Example: (host with significant later startup time than other hosts):

3. What are typical reasons for service restarts and crashes?

The following main reasons exist for restarts and crashes:

  • Explicit restart by administrator or software component
  • Software bugs (SAP HANA, operating system)
  • Hardware problems
  • Configuration issues

4. How can the actual reason of services restarts and crashes be identified?

The following possibilities exist to identify reasons for restarts and crashes:

Approach Details
daemon.<host>.<port>.<id>.trc The daemon trace file typically provides a good overview when and why services were stopped or started.
<service>_<host>.<port>.crashdump.<timestamp>.trc Crash dump files are written when SAP HANA needs to be stopped due to unforeseen problems. See SAP Note 2000003 (“Which types of dumps can be created in SAP HANA environments?”) for more information.
Analyzing the content of these files is typically a key step to identify the root cause. Particularly important are the following sections:

  • CRASH_SHORTINFO: General crash information
  • CRASH_STACK: Call stack where crash happened
  • THREADS: Overview of thread activities when crash happened

With key words from CRASH_SHORTINFO and CRASH_STACK you can search for additional information using the following tools:

  • SAP Notes
  • SAP incidents (only available SAP internally)
  • SAP crash search inspector (only available SAP internally, see SAP Note 2163520)

If you can’t find a solution, you can open a SAP incident on component HAN-DB in order to request assistance from SAP.

<service>_<host>.<port>.emergencydump.<timestamp>.trc Emergency dump files can be treated similar like crash dump files, but in this case the shutdown happens in a more controlled manner. See SAP Note 2000003 (“Which types of dumps can be created in SAP HANA environments?”) for more information.
When a crash dump is created, it is useful to check also the normal log file of the service in question and its alert trace, because a crash can be a consequence of a preceeding activity like a failover.
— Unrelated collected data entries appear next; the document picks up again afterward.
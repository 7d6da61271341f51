//! Combatant stats and mutable combat state.
//!
//! Hit points and mana are clamped between zero and their maximum; the
//! only way to change them is through the damage, heal, and mana
//! operations, which report how much actually changed.

use serde::{Deserialize, Serialize};

use crate::rules::{self, StatLine};

/// One combatant: fixed stats, current hp/mp, and three cooldown timers.
#[derive(Debug, Clone, PartialEq, Serialize, Deserialize)]
pub struct Character {
    /// Display name.
    pub name: String,
    /// Maximum hit points.
    pub max_hp: u32,
    /// Maximum mana.
    pub max_mp: u32,
    /// Attack power.
    pub attack: u32,
    /// Defense rating.
    pub defense: u32,
    /// Speed rating.
    pub speed: u32,
    current_hp: u32,
    current_mp: u32,
    /// Seconds until the next automatic attack.
    pub attack_cooldown: f64,
    /// Seconds until the skill is available again.
    pub skill_cooldown: f64,
    /// Seconds until any skill is available again.
    pub global_cooldown: f64,
}

impl Character {
    /// Create a character at full hp/mp with all cooldowns ready.
    pub fn new(
        name: impl Into<String>,
        max_hp: u32,
        max_mp: u32,
        attack: u32,
        defense: u32,
        speed: u32,
    ) -> Self {
        Self {
            name: name.into(),
            max_hp,
            max_mp,
            attack,
            defense,
            speed,
            current_hp: max_hp,
            current_mp: max_mp,
            attack_cooldown: 0.0,
            skill_cooldown: 0.0,
            global_cooldown: 0.0,
        }
    }

    /// Build a character from a roster stat line.
    pub fn from_stats(stats: &StatLine) -> Self {
        Self::new(
            stats.name,
            stats.max_hp,
            stats.max_mp,
            stats.attack,
            stats.defense,
            stats.speed,
        )
    }

    /// The player character.
    pub fn hero() -> Self {
        Self::from_stats(&rules::HERO)
    }

    /// The baseline enemy.
    pub fn ruin_guardian() -> Self {
        Self::from_stats(&rules::RUIN_GUARDIAN)
    }

    /// The summoned ally.
    pub fn spirit_wolf() -> Self {
        Self::from_stats(&rules::SPIRIT_WOLF)
    }

    /// Current hit points.
    pub fn hp(&self) -> u32 {
        self.current_hp
    }

    /// Current mana.
    pub fn mp(&self) -> u32 {
        self.current_mp
    }

    /// Set hit points directly, clamped to `0..=max_hp`.
    pub fn set_hp(&mut self, hp: u32) {
        self.current_hp = hp.min(self.max_hp);
    }

    /// Set mana directly, clamped to `0..=max_mp`.
    pub fn set_mp(&mut self, mp: u32) {
        self.current_mp = mp.min(self.max_mp);
    }

    /// Returns true while the character has hit points left.
    pub fn is_alive(&self) -> bool {
        self.current_hp > 0
    }

    /// Damage that a raw hit of `raw` would deal after defense.
    ///
    /// Half the defense (rounded down) is subtracted, but at least one
    /// point always lands.
    pub fn mitigate(&self, raw: u32) -> u32 {
        raw.saturating_sub(self.defense / 2).max(1)
    }

    /// Apply a raw hit. Returns the hit points actually removed.
    pub fn take_damage(&mut self, raw: u32) -> u32 {
        let applied = self.mitigate(raw).min(self.current_hp);
        self.current_hp -= applied;
        applied
    }

    /// Restore hit points up to the maximum. Returns the amount restored.
    pub fn heal(&mut self, amount: u32) -> u32 {
        let applied = amount.min(self.max_hp - self.current_hp);
        self.current_hp += applied;
        applied
    }

    /// Spend mana if enough is available.
    ///
    /// Either the full amount is deducted and `true` returned, or nothing
    /// changes and `false` is returned.
    pub fn use_mp(&mut self, amount: u32) -> bool {
        if self.current_mp < amount {
            return false;
        }
        self.current_mp -= amount;
        true
    }

    /// Seconds between automatic attacks: faster characters attack more
    /// often, down to a fixed floor.
    pub fn attack_interval(&self) -> f64 {
        (rules::BASE_ATTACK_INTERVAL - f64::from(self.speed) * rules::INTERVAL_PER_SPEED)
            .max(rules::MIN_ATTACK_INTERVAL)
    }

    /// Count every cooldown down by `elapsed` seconds, stopping at zero.
    pub fn decay_cooldowns(&mut self, elapsed: f64) {
        self.attack_cooldown = (self.attack_cooldown - elapsed).max(0.0);
        self.skill_cooldown = (self.skill_cooldown - elapsed).max(0.0);
        self.global_cooldown = (self.global_cooldown - elapsed).max(0.0);
    }

    /// Refill hp and mp and clear all cooldowns.
    pub fn restore(&mut self) {
        self.current_hp = self.max_hp;
        self.current_mp = self.max_mp;
        self.attack_cooldown = 0.0;
        self.skill_cooldown = 0.0;
        self.global_cooldown = 0.0;
    }

    /// Re-establish a positive max hp, the hp/mp bounds, and non-negative
    /// cooldowns.
    ///
    /// Used after deserializing a character from outside data.
    pub fn normalize(&mut self) {
        self.max_hp = self.max_hp.max(1);
        self.current_hp = self.current_hp.min(self.max_hp);
        self.current_mp = self.current_mp.min(self.max_mp);
        for cooldown in [
            &mut self.attack_cooldown,
            &mut self.skill_cooldown,
            &mut self.global_cooldown,
        ] {
            if !cooldown.is_finite() || *cooldown < 0.0 {
                *cooldown = 0.0;
            }
        }
    }

    /// Fraction of hit points remaining (0.0 to 1.0).
    pub fn hp_fraction(&self) -> f64 {
        fraction(self.current_hp, self.max_hp)
    }

    /// Fraction of mana remaining (0.0 to 1.0). A character without a
    /// mana pool reports 1.0.
    pub fn mp_fraction(&self) -> f64 {
        fraction(self.current_mp, self.max_mp)
    }
}

fn fraction(current: u32, max: u32) -> f64 {
    if max == 0 {
        return 1.0;
    }
    f64::from(current) / f64::from(max)
}

impl std::fmt::Display for Character {
    fn fmt(&self, f: &mut std::fmt::Formatter<'_>) -> std::fmt::Result {
        write!(
            f,
            "{} HP {}/{} MP {}/{}",
            self.name, self.current_hp, self.max_hp, self.current_mp, self.max_mp
        )
    }
}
This preceeding context may be visible in the service specific trace files.
Discussion with administrator If an administrator performed the restart manually, you can discuss about the reasons.
Check of high availability features There are situation when high availability features of SAP HANA (see SAP Note 2057595) or other components (e.g. external cluster software) result in a restart or move of services and hosts. If it happens without apparent reason (e.g. crash or hang situation), the responsible high availability solution needs to be checked.

5. How does a typical crash dump analysis look like?
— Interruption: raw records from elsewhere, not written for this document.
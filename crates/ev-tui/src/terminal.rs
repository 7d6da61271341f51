//! Terminal setup, teardown, and the frame loop.

use std::io;
use std::time::Duration;

use crossterm::event::{self, Event, KeyEventKind};
use crossterm::execute;
use crossterm::terminal::{
    EnterAlternateScreen, LeaveAlternateScreen, disable_raw_mode, enable_raw_mode,
};
use ratatui::prelude::*;

use crate::app::TuiApp;
use crate::screens;

/// How long to wait for input before running the next frame.
const FRAME_POLL: Duration = Duration::from_millis(16);

/// Launch the terminal UI and run until the player quits.
pub fn run(mut app: TuiApp) -> Result<(), String> {
    enable_raw_mode().map_err(|e| format!("terminal error: {e}"))?;
    let mut stdout = io::stdout();
    execute!(stdout, EnterAlternateScreen).map_err(|e| format!("terminal error: {e}"))?;

    let backend = CrosstermBackend::new(stdout);
    let mut terminal = Terminal::new(backend).map_err(|e| format!("terminal error: {e}"))?;

    let result = run_loop(&mut terminal, &mut app);

    disable_raw_mode().ok();
    execute!(terminal.backend_mut(), LeaveAlternateScreen).ok();
    terminal.show_cursor().ok();

    result
}

/// Draw, poll input for one frame, then advance the game.
fn run_loop(
    terminal: &mut Terminal<CrosstermBackend<io::Stdout>>,
    app: &mut TuiApp,
) -> Result<(), String> {
    loop {
        let view = app.view();
        let notice = app.notice().map(str::to_string);
        terminal
            .draw(|frame| screens::draw(frame, &view, notice.as_deref()))
            .map_err(|e| format!("draw error: {e}"))?;

        if app.should_quit() {
            return Ok(());
        }

        if event::poll(FRAME_POLL).map_err(|e| format!("event error: {e}"))? {
            let event = event::read().map_err(|e| format!("event error: {e}"))?;
            if let Event::Key(key) = event {
                if key.kind == KeyEventKind::Press {
                    app.handle_key(key);
                }
            }
        }

        app.update();
    }
}
//! Game flow for Emberveil: the mode controller that ties the story walker
//! and the combat scheduler together, the save slot, and the per-frame
//! views consumed by a front end.
//!
//! A front end owns one [`Game`], forwards player input as [`Intent`]s,
//! calls [`Game::update`] every frame with the current time, and renders
//! whatever [`Game::view`] returns.

pub mod config;
pub mod error;
pub mod game;
pub mod mode;
pub mod save;
pub mod view;

pub use config::GameConfig;
pub use error::{GameError, GameResult};
pub use game::{Game, POST_BATTLE_DELAY, PendingTransition};
pub use mode::{Intent, Mode};
pub use save::{JsonFileStore, MemoryStore, SaveStore, Snapshot};
pub use view::{CombatView, CombatantView, NarrativeView, View};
Let’s for example look at the following CRASH_SHORTINFO and CRASH_STACK section of a crash dump:

Based on the information marked yellow we can already draw some conclusions:

  • The crash was caused by a thread accessing a file in the DATA area asynchronously.
  • The file name is datavolume_0000.dat.
  • The error accessing this file was an “Input/output error”.
  • As a consequence the thread and the whole service crashed due to signal 6 (SIGABRT).
  • An input / output error in this context indicates that the file was (temporarily) not accessible or the connection was interrupted.
  • The likeliest area of the root cause is a layer below SAP HANA, like hardware or operating system.
  • One other explanation for this kind of input / output error can be found in SAP Note2062631 (ping-pong situation).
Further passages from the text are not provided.